## Task item
Could you write out each of the records below exactly?

## Data excerpts
-- Opening Marker --
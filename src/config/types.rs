use std::path::{Path, PathBuf};
use std::time::Duration;

use serde::{Deserialize, Serialize};
use thiserror::Error;

use super::defaults::*;
use crate::app_dirs;
use crate::dataset::BuildOptions;
use crate::ml::mlp::{AdamConfig, TrainOptions};
use crate::session::{ChallengePolicy, SessionTiming};

/// Errors that may occur while loading or saving recognizer configuration.
#[derive(Debug, Error)]
pub enum ConfigError {
    #[error("Unable to create config directory {path}: {source}")]
    CreateDir {
        path: PathBuf,
        source: std::io::Error,
    },
    #[error("Failed to read {path}: {source}")]
    Read {
        path: PathBuf,
        source: std::io::Error,
    },
    #[error("Failed to write {path}: {source}")]
    Write {
        path: PathBuf,
        source: std::io::Error,
    },
    #[error("Invalid config at {path}: {source}")]
    ParseToml {
        path: PathBuf,
        source: toml::de::Error,
    },
    #[error("Failed to serialize config to TOML at {path}: {source}")]
    SerializeToml {
        path: PathBuf,
        source: toml::ser::Error,
    },
    /// No usable config directory found.
    #[error("No suitable config directory found")]
    NoConfigDir,
}

impl From<app_dirs::AppDirError> for ConfigError {
    fn from(error: app_dirs::AppDirError) -> Self {
        match error {
            app_dirs::AppDirError::NoBaseDir => ConfigError::NoConfigDir,
            app_dirs::AppDirError::CreateDir { path, source } => {
                ConfigError::CreateDir { path, source }
            }
        }
    }
}

/// Everything persisted in `config.toml`.
#[derive(Debug, Clone, PartialEq, Serialize, Deserialize, Default)]
pub struct RecognizerSettings {
    #[serde(default)]
    pub recording: RecordingSettings,
    #[serde(default)]
    pub challenge: ChallengeSettings,
    #[serde(default)]
    pub training: TrainingSettings,
    #[serde(default)]
    pub models: ModelSettings,
    #[serde(default)]
    pub datasets: DatasetSettings,
}

impl RecognizerSettings {
    /// Clamp values that would stall or break a session or training run.
    pub fn normalized(mut self) -> Self {
        let recording = &mut self.recording;
        recording.collection_interval_ms = recording.collection_interval_ms.max(MIN_INTERVAL_MS);
        self.challenge.pass_ratio = clamp_unit(self.challenge.pass_ratio, default_pass_ratio());
        let training = &mut self.training;
        training.epochs = training.epochs.max(1);
        training.batch_size = training.batch_size.max(1);
        training.train_fraction = clamp_unit(training.train_fraction, default_train_fraction());
        if !(training.learning_rate.is_finite() && training.learning_rate > 0.0) {
            training.learning_rate = default_learning_rate();
        }
        self
    }
}

/// Session timings, in milliseconds.
#[derive(Debug, Clone, PartialEq, Eq, Serialize, Deserialize)]
pub struct RecordingSettings {
    #[serde(default = "default_collection_duration_ms")]
    pub collection_duration_ms: u64,
    #[serde(default = "default_collection_interval_ms")]
    pub collection_interval_ms: u64,
    #[serde(default = "default_challenge_duration_ms")]
    pub challenge_duration_ms: u64,
    /// How long a challenge verdict stays on screen.
    #[serde(default = "default_result_hold_ms")]
    pub result_hold_ms: u64,
}

impl Default for RecordingSettings {
    fn default() -> Self {
        Self {
            collection_duration_ms: default_collection_duration_ms(),
            collection_interval_ms: default_collection_interval_ms(),
            challenge_duration_ms: default_challenge_duration_ms(),
            result_hold_ms: default_result_hold_ms(),
        }
    }
}

impl RecordingSettings {
    pub fn collection_timing(&self) -> SessionTiming {
        SessionTiming {
            duration: Duration::from_millis(self.collection_duration_ms),
            sample_interval: Some(Duration::from_millis(self.collection_interval_ms)),
        }
    }

    pub fn challenge_timing(&self) -> SessionTiming {
        SessionTiming {
            duration: Duration::from_millis(self.challenge_duration_ms),
            sample_interval: None,
        }
    }

    pub fn result_hold(&self) -> Duration {
        Duration::from_millis(self.result_hold_ms)
    }
}

#[derive(Debug, Clone, PartialEq, Serialize, Deserialize)]
pub struct ChallengeSettings {
    #[serde(default = "default_min_predictions")]
    pub min_predictions: usize,
    #[serde(default = "default_pass_ratio")]
    pub pass_ratio: f32,
}

impl Default for ChallengeSettings {
    fn default() -> Self {
        Self {
            min_predictions: default_min_predictions(),
            pass_ratio: default_pass_ratio(),
        }
    }
}

impl ChallengeSettings {
    pub fn policy(&self) -> ChallengePolicy {
        ChallengePolicy {
            min_predictions: self.min_predictions,
            pass_ratio: self.pass_ratio,
        }
    }
}

#[derive(Debug, Clone, PartialEq, Serialize, Deserialize)]
pub struct TrainingSettings {
    #[serde(default = "default_epochs")]
    pub epochs: usize,
    #[serde(default = "default_batch_size")]
    pub batch_size: usize,
    #[serde(default = "default_learning_rate")]
    pub learning_rate: f32,
    #[serde(default = "default_train_fraction")]
    pub train_fraction: f32,
    /// Fixed seed for shuffling and initialization; unset draws fresh entropy.
    #[serde(default, skip_serializing_if = "Option::is_none")]
    pub seed: Option<u64>,
}

impl Default for TrainingSettings {
    fn default() -> Self {
        Self {
            epochs: default_epochs(),
            batch_size: default_batch_size(),
            learning_rate: default_learning_rate(),
            train_fraction: default_train_fraction(),
            seed: None,
        }
    }
}

impl TrainingSettings {
    pub fn build_options(&self) -> BuildOptions {
        BuildOptions {
            train_fraction: self.train_fraction,
            seed: self.seed,
        }
    }

    pub fn train_options(&self) -> TrainOptions {
        TrainOptions {
            epochs: self.epochs,
            batch_size: self.batch_size,
            optimizer: AdamConfig {
                learning_rate: self.learning_rate,
                ..AdamConfig::default()
            },
            seed: self.seed,
            ..TrainOptions::default()
        }
    }
}

/// Where the trained model and label list are read from and written to.
#[derive(Debug, Clone, PartialEq, Serialize, Deserialize)]
pub struct ModelSettings {
    /// Unset uses the `models` folder under the app root.
    #[serde(default, skip_serializing_if = "Option::is_none")]
    pub dir: Option<PathBuf>,
    #[serde(default = "default_model_file")]
    pub model_file: String,
    #[serde(default = "default_labels_file")]
    pub labels_file: String,
}

impl Default for ModelSettings {
    fn default() -> Self {
        Self {
            dir: None,
            model_file: default_model_file(),
            labels_file: default_labels_file(),
        }
    }
}

impl ModelSettings {
    pub fn resolve_dir(&self) -> Result<PathBuf, ConfigError> {
        match &self.dir {
            Some(dir) => Ok(dir.clone()),
            None => Ok(app_dirs::models_dir()?),
        }
    }

    pub fn model_path(&self, dir: &Path) -> PathBuf {
        dir.join(&self.model_file)
    }

    pub fn labels_path(&self, dir: &Path) -> PathBuf {
        dir.join(&self.labels_file)
    }
}

#[derive(Debug, Clone, PartialEq, Eq, Serialize, Deserialize, Default)]
pub struct DatasetSettings {
    /// Unset uses the `datasets` folder under the app root.
    #[serde(default, skip_serializing_if = "Option::is_none")]
    pub dir: Option<PathBuf>,
}

impl DatasetSettings {
    pub fn resolve_dir(&self) -> Result<PathBuf, ConfigError> {
        match &self.dir {
            Some(dir) => Ok(dir.clone()),
            None => Ok(app_dirs::datasets_dir()?),
        }
    }
}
-- Closing Marker --
## Expected output
filename src/config/types.rs
use std::path::{Path, PathBuf};
use std::time::Duration;

use serde::{Deserialize, Serialize};
use thiserror::Error;

use super::defaults::*;
use crate::app_dirs;
use crate::dataset::BuildOptions;
use crate::ml::mlp::{AdamConfig, TrainOptions};
use crate::session::{ChallengePolicy, SessionTiming};

/// Errors that may occur while loading or saving recognizer configuration.
#[derive(Debug, Error)]
pub enum ConfigError {
    #[error("Unable to create config directory {path}: {source}")]
    CreateDir {
        path: PathBuf,
        source: std::io::Error,
    },
    #[error("Failed to read {path}: {source}")]
    Read {
        path: PathBuf,
        source: std::io::Error,
    },
    #[error("Failed to write {path}: {source}")]
    Write {
        path: PathBuf,
        source: std::io::Error,
    },
    #[error("Invalid config at {path}: {source}")]
    ParseToml {
        path: PathBuf,
        source: toml::de::Error,
    },
    #[error("Failed to serialize config to TOML at {path}: {source}")]
    SerializeToml {
        path: PathBuf,
        source: toml::ser::Error,
    },
    /// No usable config directory found.
    #[error("No suitable config directory found")]
    NoConfigDir,
}

impl From<app_dirs::AppDirError> for ConfigError {
    fn from(error: app_dirs::AppDirError) -> Self {
        match error {
            app_dirs::AppDirError::NoBaseDir => ConfigError::NoConfigDir,
            app_dirs::AppDirError::CreateDir { path, source } => {
                ConfigError::CreateDir { path, source }
            }
        }
    }
}

/// Everything persisted in `config.toml`.
#[derive(Debug, Clone, PartialEq, Serialize, Deserialize, Default)]
pub struct RecognizerSettings {
    #[serde(default)]
    pub recording: RecordingSettings,
    #[serde(default)]
    pub challenge: ChallengeSettings,
    #[serde(default)]
    pub training: TrainingSettings,
    #[serde(default)]
    pub models: ModelSettings,
    #[serde(default)]
    pub datasets: DatasetSettings,
}

impl RecognizerSettings {
    /// Clamp values that would stall or break a session or training run.
    pub fn normalized(mut self) -> Self {
        let recording = &mut self.recording;
        recording.collection_interval_ms = recording.collection_interval_ms.max(MIN_INTERVAL_MS);
        self.challenge.pass_ratio = clamp_unit(self.challenge.pass_ratio, default_pass_ratio());
        let training = &mut self.training;
        training.epochs = training.epochs.max(1);
        training.batch_size = training.batch_size.max(1);
        training.train_fraction = clamp_unit(training.train_fraction, default_train_fraction());
        if !(training.learning_rate.is_finite() && training.learning_rate > 0.0) {
            training.learning_rate = default_learning_rate();
        }
        self
    }
}

/// Session timings, in milliseconds.
#[derive(Debug, Clone, PartialEq, Eq, Serialize, Deserialize)]
pub struct RecordingSettings {
    #[serde(default = "default_collection_duration_ms")]
    pub collection_duration_ms: u64,
    #[serde(default = "default_collection_interval_ms")]
    pub collection_interval_ms: u64,
    #[serde(default = "default_challenge_duration_ms")]
    pub challenge_duration_ms: u64,
    /// How long a challenge verdict stays on screen.
    #[serde(default = "default_result_hold_ms")]
    pub result_hold_ms: u64,
}

impl Default for RecordingSettings {
    fn default() -> Self {
        Self {
            collection_duration_ms: default_collection_duration_ms(),
            collection_interval_ms: default_collection_interval_ms(),
            challenge_duration_ms: default_challenge_duration_ms(),
            result_hold_ms: default_result_hold_ms(),
        }
    }
}

impl RecordingSettings {
    pub fn collection_timing(&self) -> SessionTiming {
        SessionTiming {
            duration: Duration::from_millis(self.collection_duration_ms),
            sample_interval: Some(Duration::from_millis(self.collection_interval_ms)),
        }
    }

    pub fn challenge_timing(&self) -> SessionTiming {
        SessionTiming {
            duration: Duration::from_millis(self.challenge_duration_ms),
            sample_interval: None,
        }
    }

    pub fn result_hold(&self) -> Duration {
        Duration::from_millis(self.result_hold_ms)
    }
}

#[derive(Debug, Clone, PartialEq, Serialize, Deserialize)]
pub struct ChallengeSettings {
    #[serde(default = "default_min_predictions")]
    pub min_predictions: usize,
    #[serde(default = "default_pass_ratio")]
    pub pass_ratio: f32,
}

impl Default for ChallengeSettings {
    fn default() -> Self {
        Self {
            min_predictions: default_min_predictions(),
            pass_ratio: default_pass_ratio(),
        }
    }
}

impl ChallengeSettings {
    pub fn policy(&self) -> ChallengePolicy {
        ChallengePolicy {
            min_predictions: self.min_predictions,
            pass_ratio: self.pass_ratio,
        }
    }
}

#[derive(Debug, Clone, PartialEq, Serialize, Deserialize)]
pub struct TrainingSettings {
    #[serde(default = "default_epochs")]
    pub epochs: usize,
    #[serde(default = "default_batch_size")]
    pub batch_size: usize,
    #[serde(default = "default_learning_rate")]
    pub learning_rate: f32,
    #[serde(default = "default_train_fraction")]
    pub train_fraction: f32,
    /// Fixed seed for shuffling and initialization; unset draws fresh entropy.
    #[serde(default, skip_serializing_if = "Option::is_none")]
    pub seed: Option<u64>,
}

impl Default for TrainingSettings {
    fn default() -> Self {
        Self {
            epochs: default_epochs(),
            batch_size: default_batch_size(),
            learning_rate: default_learning_rate(),
            train_fraction: default_train_fraction(),
            seed: None,
        }
    }
}

impl TrainingSettings {
    pub fn build_options(&self) -> BuildOptions {
        BuildOptions {
            train_fraction: self.train_fraction,
            seed: self.seed,
        }
    }

    pub fn train_options(&self) -> TrainOptions {
        TrainOptions {
            epochs: self.epochs,
            batch_size: self.batch_size,
            optimizer: AdamConfig {
                learning_rate: self.learning_rate,
                ..AdamConfig::default()
            },
            seed: self.seed,
            ..TrainOptions::default()
        }
    }
}

/// Where the trained model and label list are read from and written to.
#[derive(Debug, Clone, PartialEq, Serialize, Deserialize)]
pub struct ModelSettings {
    /// Unset uses the `models` folder under the app root.
    #[serde(default, skip_serializing_if = "Option::is_none")]
    pub dir: Option<PathBuf>,
    #[serde(default = "default_model_file")]
    pub model_file: String,
    #[serde(default = "default_labels_file")]
    pub labels_file: String,
}

impl Default for ModelSettings {
    fn default() -> Self {
        Self {
            dir: None,
            model_file: default_model_file(),
            labels_file: default_labels_file(),
        }
    }
}

impl ModelSettings {
    pub fn resolve_dir(&self) -> Result<PathBuf, ConfigError> {
        match &self.dir {
            Some(dir) => Ok(dir.clone()),
            None => Ok(app_dirs::models_dir()?),
        }
    }

    pub fn model_path(&self, dir: &Path) -> PathBuf {
        dir.join(&self.model_file)
    }

    pub fn labels_path(&self, dir: &Path) -> PathBuf {
        dir.join(&self.labels_file)
    }
}

#[derive(Debug, Clone, PartialEq, Eq, Serialize, Deserialize, Default)]
pub struct DatasetSettings {
    /// Unset uses the `datasets` folder under the app root.
    #[serde(default, skip_serializing_if = "Option::is_none")]
    pub dir: Option<PathBuf>,
}

impl DatasetSettings {
    pub fn resolve_dir(&self) -> Result<PathBuf, ConfigError> {
        match &self.dir {
            Some(dir) => Ok(dir.clone()),
            None => Ok(app_dirs::datasets_dir()?),
        }
    }
}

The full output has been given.